───── DATA TO EXAMINE ─────

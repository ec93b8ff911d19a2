use axum::{
    extract::{Path, State},
    http::StatusCode,
    response::IntoResponse,
    Json,
};

use crate::{
    model::{
        api::ErrorDto,
        people::{CreatePeopleDto, PeopleDto},
    },
    server::{
        data::people::PeopleRepository,
        error::{resource::ResourceError, Error},
        model::app::AppState,
    },
};

pub static PEOPLE_TAG: &str = "people";

/// Get all people
#[utoipa::path(
    get,
    path = "/people",
    tag = PEOPLE_TAG,
    responses(
        (status = 200, description = "Success when retrieving people", body = Vec<PeopleDto>),
        (status = 500, description = "Internal server error", body = ErrorDto)
    ),
)]
pub async fn get_people(State(state): State<AppState>) -> Result<impl IntoResponse, Error> {
    let people_repository = PeopleRepository::new(&state.db);

    let people = people_repository.get_all().await?;

    let people_dtos: Vec<PeopleDto> = people
        .into_iter()
        .map(|p| PeopleDto {
            id: p.id,
            name: p.name,
            description: p.description,
            gender: p.gender,
            hair_color: p.hair_color,
        })
        .collect();

    Ok((StatusCode::OK, Json(people_dtos)).into_response())
}

/// Get a single person
#[utoipa::path(
    get,
    path = "/people/{people_id}",
    tag = PEOPLE_TAG,
    params(
        ("people_id" = i32, Path, description = "ID of the person")
    ),
    responses(
        (status = 200, description = "Success when retrieving the person", body = PeopleDto),
        (status = 404, description = "Person not found", body = ErrorDto),
        (status = 500, description = "Internal server error", body = ErrorDto)
    ),
)]
pub async fn get_person(
    State(state): State<AppState>,
    Path(people_id): Path<i32>,
) -> Result<impl IntoResponse, Error> {
    let people_repository = PeopleRepository::new(&state.db);

    let person = match people_repository.get(people_id).await? {
        Some(person) => person,
        None => return Err(ResourceError::PersonNotFound(people_id).into()),
    };

    let people_dto = PeopleDto {
        id: person.id,
        name: person.name,
        description: person.description,
        gender: person.gender,
        hair_color: person.hair_color,
    };

    Ok((StatusCode::OK, Json(people_dto)).into_response())
}

/// Create a new person
#[utoipa::path(
    post,
    path = "/people",
    tag = PEOPLE_TAG,
    request_body = CreatePeopleDto,
    responses(
        (status = 200, description = "Success when creating the person", body = PeopleDto),
        (status = 422, description = "Malformed request body"),
        (status = 500, description = "Internal server error", body = ErrorDto)
    ),
)]
pub async fn create_person(
    State(state): State<AppState>,
    Json(body): Json<CreatePeopleDto>,
) -> Result<impl IntoResponse, Error> {
    let people_repository = PeopleRepository::new(&state.db);

    let person = people_repository
        .create(body.name, body.description, body.gender, body.hair_color)
        .await?;

    let people_dto = PeopleDto {
        id: person.id,
        name: person.name,
        description: person.description,
        gender: person.gender,
        hair_color: person.hair_color,
    };

    Ok((StatusCode::OK, Json(people_dto)).into_response())
}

─────

__THE TASK__: Please give all the lines above again, exactly as they read.

__SOLUTION TO THE PROBLEM__:
repository ec93b8ff911d19a2
use axum::{
    extract::{Path, State},
    http::StatusCode,
    response::IntoResponse,
    Json,
};

use crate::{
    model::{
        api::ErrorDto,
        people::{CreatePeopleDto, PeopleDto},
    },
    server::{
        data::people::PeopleRepository,
        error::{resource::ResourceError, Error},
        model::app::AppState,
    },
};

pub static PEOPLE_TAG: &str = "people";

/// Get all people
#[utoipa::path(
    get,
    path = "/people",
    tag = PEOPLE_TAG,
    responses(
        (status = 200, description = "Success when retrieving people", body = Vec<PeopleDto>),
        (status = 500, description = "Internal server error", body = ErrorDto)
    ),
)]
pub async fn get_people(State(state): State<AppState>) -> Result<impl IntoResponse, Error> {
    let people_repository = PeopleRepository::new(&state.db);

    let people = people_repository.get_all().await?;

    let people_dtos: Vec<PeopleDto> = people
        .into_iter()
        .map(|p| PeopleDto {
            id: p.id,
            name: p.name,
            description: p.description,
            gender: p.gender,
            hair_color: p.hair_color,
        })
        .collect();

    Ok((StatusCode::OK, Json(people_dtos)).into_response())
}

/// Get a single person
#[utoipa::path(
    get,
    path = "/people/{people_id}",
    tag = PEOPLE_TAG,
    params(
        ("people_id" = i32, Path, description = "ID of the person")
    ),
    responses(
        (status = 200, description = "Success when retrieving the person", body = PeopleDto),
        (status = 404, description = "Person not found", body = ErrorDto),
        (status = 500, description = "Internal server error", body = ErrorDto)
    ),
)]
pub async fn get_person(
    State(state): State<AppState>,
    Path(people_id): Path<i32>,
) -> Result<impl IntoResponse, Error> {
    let people_repository = PeopleRepository::new(&state.db);

    let person = match people_repository.get(people_id).await? {
        Some(person) => person,
        None => return Err(ResourceError::PersonNotFound(people_id).into()),
    };

    let people_dto = PeopleDto {
        id: person.id,
        name: person.name,
        description: person.description,
        gender: person.gender,
        hair_color: person.hair_color,
    };

    Ok((StatusCode::OK, Json(people_dto)).into_response())
}

/// Create a new person
#[utoipa::path(
    post,
    path = "/people",
    tag = PEOPLE_TAG,
    request_body = CreatePeopleDto,
    responses(
        (status = 200, description = "Success when creating the person", body = PeopleDto),
        (status = 422, description = "Malformed request body"),
        (status = 500, description = "Internal server error", body = ErrorDto)
    ),
)]
pub async fn create_person(
    State(state): State<AppState>,
    Json(body): Json<CreatePeopleDto>,
) -> Result<impl IntoResponse, Error> {
    let people_repository = PeopleRepository::new(&state.db);

    let person = people_repository
        .create(body.name, body.description, body.gender, body.hair_color)
        .await?;

    let people_dto = PeopleDto {
        id: person.id,
        name: person.name,
        description: person.description,
        gender: person.gender,
        hair_color: person.hair_color,
    };

    Ok((StatusCode::OK, Json(people_dto)).into_response())
}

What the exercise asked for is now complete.